Collected data entries:

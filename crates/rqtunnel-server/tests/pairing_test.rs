//! Server-mode pairing of user connections with agent links, driven by
//! raw sockets standing in for the agent.

mod common;

use common::*;
use rqtunnel_server::{CipherSpec, ServiceState, TunnelConfig};
use std::time::Duration;
use tokio::io::AsyncWriteExt;
use tokio::net::TcpStream;
use tokio::time::timeout;

#[tokio::test]
async fn test_users_pair_with_links_in_fifo_order() {
    let server = start(plain_server(8)).await;

    let mut links = Vec::new();
    for i in 0..3 {
        links.push(TcpStream::connect(tunnel_addr(&server)).await.unwrap());
        wait_for_pending(&server, i + 1).await;
    }

    let mut users = Vec::new();
    for (i, link) in links.iter_mut().enumerate() {
        let mut user = TcpStream::connect(user_addr(&server)).await.unwrap();
        let message = format!("user-{}", i);
        user.write_all(message.as_bytes()).await.unwrap();

        let received = read_exact_bytes(link, message.len()).await;
        assert_eq!(received, message.as_bytes(), "link {} got the wrong user", i);
        users.push(user);
    }

    assert_eq!(server.stats().pending_links, 0);
    assert_eq!(server.stats().active_sessions, 3);
    println!("✅ Links paired oldest-first");

    drop(users);
    drop(links);
    server.shutdown().await;
}

#[tokio::test]
async fn test_user_waits_for_agent_link() {
    let server = start(plain_server(4)).await;

    let mut user = TcpStream::connect(user_addr(&server)).await.unwrap();
    user.write_all(b"early").await.unwrap();

    tokio::time::sleep(Duration::from_millis(100)).await;
    assert_eq!(server.stats().active_sessions, 0);

    let mut link = TcpStream::connect(tunnel_addr(&server)).await.unwrap();
    assert_eq!(read_exact_bytes(&mut link, 5).await, b"early");

    link.write_all(b"late reply").await.unwrap();
    assert_eq!(read_exact_bytes(&mut user, 10).await, b"late reply");

    server.shutdown().await;
}

#[tokio::test]
async fn test_third_user_waits_for_a_new_link() {
    let server = start(plain_server(2)).await;

    let mut first_link = TcpStream::connect(tunnel_addr(&server)).await.unwrap();
    wait_for_pending(&server, 1).await;
    let mut second_link = TcpStream::connect(tunnel_addr(&server)).await.unwrap();
    wait_for_pending(&server, 2).await;

    let mut users = Vec::new();
    for i in 0..3 {
        let mut user = TcpStream::connect(user_addr(&server)).await.unwrap();
        user.write_all(format!("u{}", i).as_bytes()).await.unwrap();
        users.push(user);
    }

    assert_eq!(read_exact_bytes(&mut first_link, 2).await, b"u0");
    assert_eq!(read_exact_bytes(&mut second_link, 2).await, b"u1");

    // Nothing left to pair with
    tokio::time::sleep(Duration::from_millis(150)).await;
    assert_eq!(server.stats().active_sessions, 2);

    let mut third_link = TcpStream::connect(tunnel_addr(&server)).await.unwrap();
    assert_eq!(read_exact_bytes(&mut third_link, 2).await, b"u2");
    wait_until("third session", || server.stats().active_sessions == 3).await;

    drop(users);
    server.shutdown().await;
}

#[tokio::test]
async fn test_full_queue_stops_agent_intake() {
    let server = start(plain_server(1)).await;

    let mut first_link = TcpStream::connect(tunnel_addr(&server)).await.unwrap();
    wait_for_pending(&server, 1).await;

    // Accepted, but held back until a queue slot frees up
    let mut second_link = TcpStream::connect(tunnel_addr(&server)).await.unwrap();
    tokio::time::sleep(Duration::from_millis(100)).await;
    assert_eq!(server.stats().pending_links, 1);

    let mut user = TcpStream::connect(user_addr(&server)).await.unwrap();
    user.write_all(b"a").await.unwrap();
    assert_eq!(read_exact_bytes(&mut first_link, 1).await, b"a");

    // The freed slot lets the second link in
    wait_for_pending(&server, 1).await;
    let mut second_user = TcpStream::connect(user_addr(&server)).await.unwrap();
    second_user.write_all(b"b").await.unwrap();
    assert_eq!(read_exact_bytes(&mut second_link, 1).await, b"b");

    server.shutdown().await;
}

#[tokio::test]
async fn test_link_traffic_is_ciphered() {
    let config = TunnelConfig::server("127.0.0.1:0", "127.0.0.1:0").with_cipher("rc4", "s3cret");
    let server = start(config).await;
    let spec = CipherSpec::new("rc4", "s3cret").unwrap();
    let (mut encryptor, mut decryptor) = spec.new_cipher().into_split();

    let mut link = TcpStream::connect(tunnel_addr(&server)).await.unwrap();
    wait_for_pending(&server, 1).await;
    let mut user = TcpStream::connect(user_addr(&server)).await.unwrap();

    let plaintext = b"GET / HTTP/1.1\r\n\r\n";
    user.write_all(plaintext).await.unwrap();

    let mut on_wire = read_exact_bytes(&mut link, plaintext.len()).await;
    assert_ne!(&on_wire[..], &plaintext[..]);
    decryptor.decrypt(&mut on_wire);
    assert_eq!(&on_wire[..], &plaintext[..]);

    // Replies from the agent side are decrypted before reaching the user
    let mut reply = b"HTTP/1.1 200 OK\r\n\r\n".to_vec();
    encryptor.encrypt(&mut reply);
    link.write_all(&reply).await.unwrap();
    assert_eq!(
        read_exact_bytes(&mut user, reply.len()).await,
        b"HTTP/1.1 200 OK\r\n\r\n"
    );

    server.shutdown().await;
}

#[tokio::test]
async fn test_session_ends_when_agent_link_dies() {
    let server = start(plain_server(4)).await;

    let link = TcpStream::connect(tunnel_addr(&server)).await.unwrap();
    wait_for_pending(&server, 1).await;
    let mut user = TcpStream::connect(user_addr(&server)).await.unwrap();
    wait_until("session", || server.stats().active_sessions == 1).await;

    drop(link);
    assert!(is_closed_by_peer(&mut user).await);
    drop(user);
    wait_until("session teardown", || server.stats().active_sessions == 0).await;
    assert_eq!(server.stats().total_sessions, 1);

    server.shutdown().await;
}

#[tokio::test]
async fn test_stop_closes_listeners_and_lets_sessions_finish() {
    let server = start(plain_server(4)).await;
    let users_at = user_addr(&server);

    let mut link = TcpStream::connect(tunnel_addr(&server)).await.unwrap();
    wait_for_pending(&server, 1).await;
    let mut user = TcpStream::connect(users_at).await.unwrap();
    user.write_all(b"before").await.unwrap();
    assert_eq!(read_exact_bytes(&mut link, 6).await, b"before");

    let mut idle_link = TcpStream::connect(tunnel_addr(&server)).await.unwrap();
    wait_for_pending(&server, 1).await;

    server.stop();
    assert_eq!(server.state(), ServiceState::Stopping);

    // Queued links are closed right away
    assert!(is_closed_by_peer(&mut idle_link).await);

    // New users are refused once the listener is gone
    let refused = timeout(WAIT, async {
        while TcpStream::connect(users_at).await.is_ok() {
            tokio::time::sleep(Duration::from_millis(10)).await;
        }
    })
    .await;
    assert!(refused.is_ok(), "user listener should close");

    // The in-flight session keeps relaying
    user.write_all(b"after").await.unwrap();
    assert_eq!(read_exact_bytes(&mut link, 5).await, b"after");
    assert_eq!(server.state(), ServiceState::Stopping);

    drop(user);
    drop(link);
    timeout(WAIT, server.wait_stopped())
        .await
        .expect("service should stop once the last session ends");
    assert_eq!(server.stats().active_sessions, 0);
}

#[tokio::test]
async fn test_grace_period_closes_stragglers() {
    let config = plain_server(4).with_shutdown_grace(Duration::from_millis(200));
    let server = start(config).await;

    let mut link = TcpStream::connect(tunnel_addr(&server)).await.unwrap();
    wait_for_pending(&server, 1).await;
    let mut user = TcpStream::connect(user_addr(&server)).await.unwrap();
    wait_until("session", || server.stats().active_sessions == 1).await;

    user.write_all(b"abc").await.unwrap();
    assert_eq!(read_exact_bytes(&mut link, 3).await, b"abc");

    server.stop();
    timeout(WAIT, server.wait_stopped())
        .await
        .expect("grace period should bound shutdown");
    assert_eq!(server.state(), ServiceState::Stopped);
    assert!(is_closed_by_peer(&mut user).await);

    // Bytes relayed before the forced close are still accounted for
    let stats = server.stats();
    assert_eq!(stats.active_sessions, 0);
    assert_eq!(stats.bytes_in, 3);
}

> **Directions**: Extract every line from the one containing "still accounted for" to the end of the entries, including both of those lines, exactly as given and with nothing added.

> **Solution to this problem**:
    // Bytes relayed before the forced close are still accounted for
    let stats = server.stats();
    assert_eq!(stats.active_sessions, 0);
    assert_eq!(stats.bytes_in, 3);
}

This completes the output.